In der heutigen digitalen Welt schreitet auch die Digitalisierung des Gesundheitswesens unaufhaltsam voran. Eine bedeutende Neuerung in diesem Bereich betrifft die elektronische Patientenakte (kurz ePA). Ab dem 15. Januar 2025 wird die ePA für alle gesetzlich Versicherten in Deutschland automatisch eingeführt. Als Datenschutzbeauftragte möchte ich Ihnen einen umfassenden Überblick über dieses wichtige Thema geben und einige datenschutzrechtliche Bedenken thematisieren.
Wichtige Erkenntnisse zur elektronischen Patientenakte im Überblick:

Was ist die ePA und was erwartet uns?
Die elektronische Patientenakte ist eine digitale Sammlung von Gesundheitsdaten eines Patienten. Sie soll Informationen wie Befunde, Diagnosen, Therapiemaßnahmen, Impfungen und Medikationen zentral speichern und für Ärzte, Apotheker und den Patienten selbst zugänglich machen. Ab 2025 wird die ePA für alle gesetzlich Versicherten automatisch eingerichtet, sofern sie nicht aktiv widersprechen (Opt-out-Prinzip). Dies stellt eine grundlegende Änderung gegenüber dem bisherigen Opt-in-Modell dar, bei dem die Versicherten die ePA aktiv beantragen mussten.
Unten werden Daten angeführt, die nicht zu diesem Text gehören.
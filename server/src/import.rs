//! The ingestion pipeline: decoded rows are driven into fixed-size bulk
//! inserts, and the chunked variant wraps that in combine + cleanup.

use serde::Serialize;
use thiserror::Error;
use tracing::{info, warn};

use crate::decode::{self, ParseError, Row};
use crate::models::NewTicket;
use crate::staging::{Staging, StagingError};
use crate::storage::{StorageError, TicketStore};

/// What one import run accomplished.
#[derive(Debug, Clone, Copy, PartialEq, Eq, Serialize)]
pub struct ImportOutcome {
    pub inserted: usize,
    pub skipped: usize,
}

#[derive(Error, Debug)]
pub enum ImportError {
    #[error("no chunks staged for import")]
    NoChunks,

    #[error(transparent)]
    Parse(#[from] ParseError),

    #[error("staging area failure: {0}")]
    Staging(StagingError),

    #[error("batch {batch} failed after {committed} rows were committed: {source}")]
    Batch {
        /// Zero-based index of the first failing batch.
        batch: usize,
        /// Rows committed by the batches before it. They stay committed.
        committed: usize,
        source: StorageError,
    },
}

impl From<StagingError> for ImportError {
    fn from(err: StagingError) -> Self {
        match err {
            StagingError::NoChunks => ImportError::NoChunks,
            other => ImportError::Staging(other),
        }
    }
}

/// Buffers rows up to `batch_size` and submits each full batch as one bulk
/// insert, in source-row order, stopping at the first failed batch. No
/// rollback, no retries; the final partial batch is flushed at the end.
pub async fn import_rows<I>(
    store: &dyn TicketStore,
    rows: I,
    batch_size: usize,
) -> Result<ImportOutcome, ImportError>
where
    I: Iterator<Item = Result<Row, ParseError>>,
{
    let mut batch = Vec::with_capacity(batch_size);
    let mut inserted = 0;
    let mut skipped = 0;
    let mut batches_sent = 0;

    for row in rows {
        match row? {
            Row::Ticket(ticket) => batch.push(ticket),
            Row::Skipped(issue) => {
                warn!(row = issue.row, "skipping row: {}", issue.reason);
                skipped += 1;
            }
        }

        if batch.len() == batch_size {
            inserted += submit(store, &mut batch, batches_sent, inserted).await?;
            batches_sent += 1;
        }
    }

    if !batch.is_empty() {
        inserted += submit(store, &mut batch, batches_sent, inserted).await?;
    }

    Ok(ImportOutcome { inserted, skipped })
}

async fn submit(
    store: &dyn TicketStore,
    batch: &mut Vec<NewTicket>,
    index: usize,
    committed: usize,
) -> Result<usize, ImportError> {
    let size = batch.len();

    store
        .insert_batch(std::mem::take(batch))
        .await
        .map_err(|source| ImportError::Batch {
            batch: index,
            committed,
            source,
        })?;

    Ok(size)
}

/// The non-chunked variant: the whole CSV is already in hand.
pub async fn import_bytes(
    store: &dyn TicketStore,
    bytes: &[u8],
    batch_size: usize,
) -> Result<ImportOutcome, ImportError> {
    import_rows(store, decode::decode(bytes), batch_size).await
}

/// One chunked import run: combine staged chunks, decode, bulk-insert. The
/// staging area is cleared on every exit path before the result is returned,
/// success or failure.
pub async fn import_staged(
    staging: &Staging,
    store: &dyn TicketStore,
    batch_size: usize,
) -> Result<ImportOutcome, ImportError> {
    let result = combine_and_import(staging, store, batch_size).await;

    if let Err(err) = staging.clear().await {
        warn!("failed to clear staging area: {err}");
    }

    result
}

async fn combine_and_import(
    staging: &Staging,
    store: &dyn TicketStore,
    batch_size: usize,
) -> Result<ImportOutcome, ImportError> {
    let combined = staging.combine_all().await?;
    let bytes = tokio::fs::read(&combined)
        .await
        .map_err(|err| ImportError::Staging(StagingError::Io(err)))?;

    let outcome = import_bytes(store, &bytes, batch_size).await?;
    info!(
        inserted = outcome.inserted,
        skipped = outcome.skipped,
        "import run finished"
    );

    Ok(outcome)
}

#[cfg(test)]
mod tests {
    use super::*;
    use crate::memory::MemoryStore;

    fn csv_rows(n: usize) -> String {
        let mut csv = String::from("name,email,reference,barcode,table_no\n");
        for i in 0..n {
            csv.push_str(&format!("Guest {i},guest{i}@example.com,R{i},B{i},{i}\n"));
        }
        csv
    }

    #[tokio::test]
    async fn batches_are_ceil_n_over_b() {
        let store = MemoryStore::new();

        let outcome = import_bytes(&store, csv_rows(250).as_bytes(), 100)
            .await
            .unwrap();

        assert_eq!(
            outcome,
            ImportOutcome {
                inserted: 250,
                skipped: 0
            }
        );
        assert_eq!(store.batch_calls(), 3);
        assert_eq!(store.batch_sizes().await, [100, 100, 50]);
        assert_eq!(store.list().await.unwrap().len(), 250);
    }

    #[tokio::test]
    async fn exact_multiple_sends_only_full_batches() {
        let store = MemoryStore::new();

        let outcome = import_bytes(&store, csv_rows(200).as_bytes(), 100)
            .await
            .unwrap();

        assert_eq!(outcome.inserted, 200);
        assert_eq!(store.batch_sizes().await, [100, 100]);
    }

    #[tokio::test]
    async fn failing_batch_stops_the_run() {
        let store = MemoryStore::failing_from_batch(3);

        let err = import_bytes(&store, csv_rows(250).as_bytes(), 100)
            .await
            .unwrap_err();

        match err {
            ImportError::Batch {
                batch, committed, ..
            } => {
                assert_eq!(batch, 2);
                assert_eq!(committed, 200);
            }
            other => panic!("unexpected error: {other}"),
        }

        // No further bulk calls after the failure; earlier batches stay.
        assert_eq!(store.batch_calls(), 3);
        assert_eq!(store.list().await.unwrap().len(), 200);
    }

    #[tokio::test]
    async fn skipped_rows_never_reach_the_store() {
        let store = MemoryStore::new();
        let input = "name,email,reference,barcode,table_no\n\
                     A,a@x.com,R1,B1,5\n\
                     B,b@x.com,R2,B2,abc\n\
                     C,c@x.com,R3,B3,9\n";

        let outcome = import_bytes(&store, input.as_bytes(), 100).await.unwrap();

        assert_eq!(
            outcome,
            ImportOutcome {
                inserted: 2,
                skipped: 1
            }
        );
        let stored = store.list().await.unwrap();
        assert_eq!(stored.len(), 2);
        assert_eq!(stored[0].barcode, "B1");
        assert_eq!(stored[1].barcode, "B3");
    }

    #[tokio::test]
    async fn row_order_is_kept_across_batches() {
        let store = MemoryStore::new();

        import_bytes(&store, csv_rows(5).as_bytes(), 2).await.unwrap();

        let barcodes: Vec<String> = store
            .list()
            .await
            .unwrap()
            .into_iter()
            .map(|ticket| ticket.barcode)
            .collect();
        assert_eq!(barcodes, ["B0", "B1", "B2", "B3", "B4"]);
        assert_eq!(store.batch_calls(), 3);
    }

    #[tokio::test]
    async fn staged_run_cleans_up_on_success() {
        let dir = tempfile::tempdir().unwrap();
        let staging = Staging::new(dir.path());
        let store = MemoryStore::new();

        staging
            .store_chunk("c1.csv", csv_rows(3).as_bytes())
            .await
            .unwrap();

        let outcome = import_staged(&staging, &store, 100).await.unwrap();
        assert_eq!(outcome.inserted, 3);
        assert_eq!(std::fs::read_dir(dir.path()).unwrap().count(), 0);
    }

    #[tokio::test]
    async fn staged_run_cleans_up_on_failure() {
        let dir = tempfile::tempdir().unwrap();
        let staging = Staging::new(dir.path());
        let store = MemoryStore::failing_from_batch(1);

        staging
            .store_chunk("c1.csv", csv_rows(3).as_bytes())
            .await
            .unwrap();

        assert!(import_staged(&staging, &store, 100).await.is_err());
        assert_eq!(std::fs::read_dir(dir.path()).unwrap().count(), 0);
    }

    #[tokio::test]
    async fn staged_run_without_chunks_reports_no_chunks() {
        let dir = tempfile::tempdir().unwrap();
        let staging = Staging::new(dir.path());
        let store = MemoryStore::new();

        assert!(matches!(
            import_staged(&staging, &store, 100).await,
            Err(ImportError::NoChunks)
        ));
        assert_eq!(store.batch_calls(), 0);
    }
}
Gesetzliche Grundlagen zur ePA
Die Einführung der ePA basiert u.a. auf dem Patientendaten-Schutz-Gesetz (PDSG) von 2020 und dem Gesetz zur Beschleunigung der Digitalisierung des Gesundheitswesens (DigiG). Das PDSG regelte die Einführung der elektronischen Patientenakte ab 2021 auf freiwilliger Basis und definierte die Rechte der Patienten bezüglich der Datenkontrolle in der ePA. Ziel der ePA-Einführung ist es, die Digitalisierung im Gesundheitswesen voranzutreiben und die Patientenversorgung zu verbessern.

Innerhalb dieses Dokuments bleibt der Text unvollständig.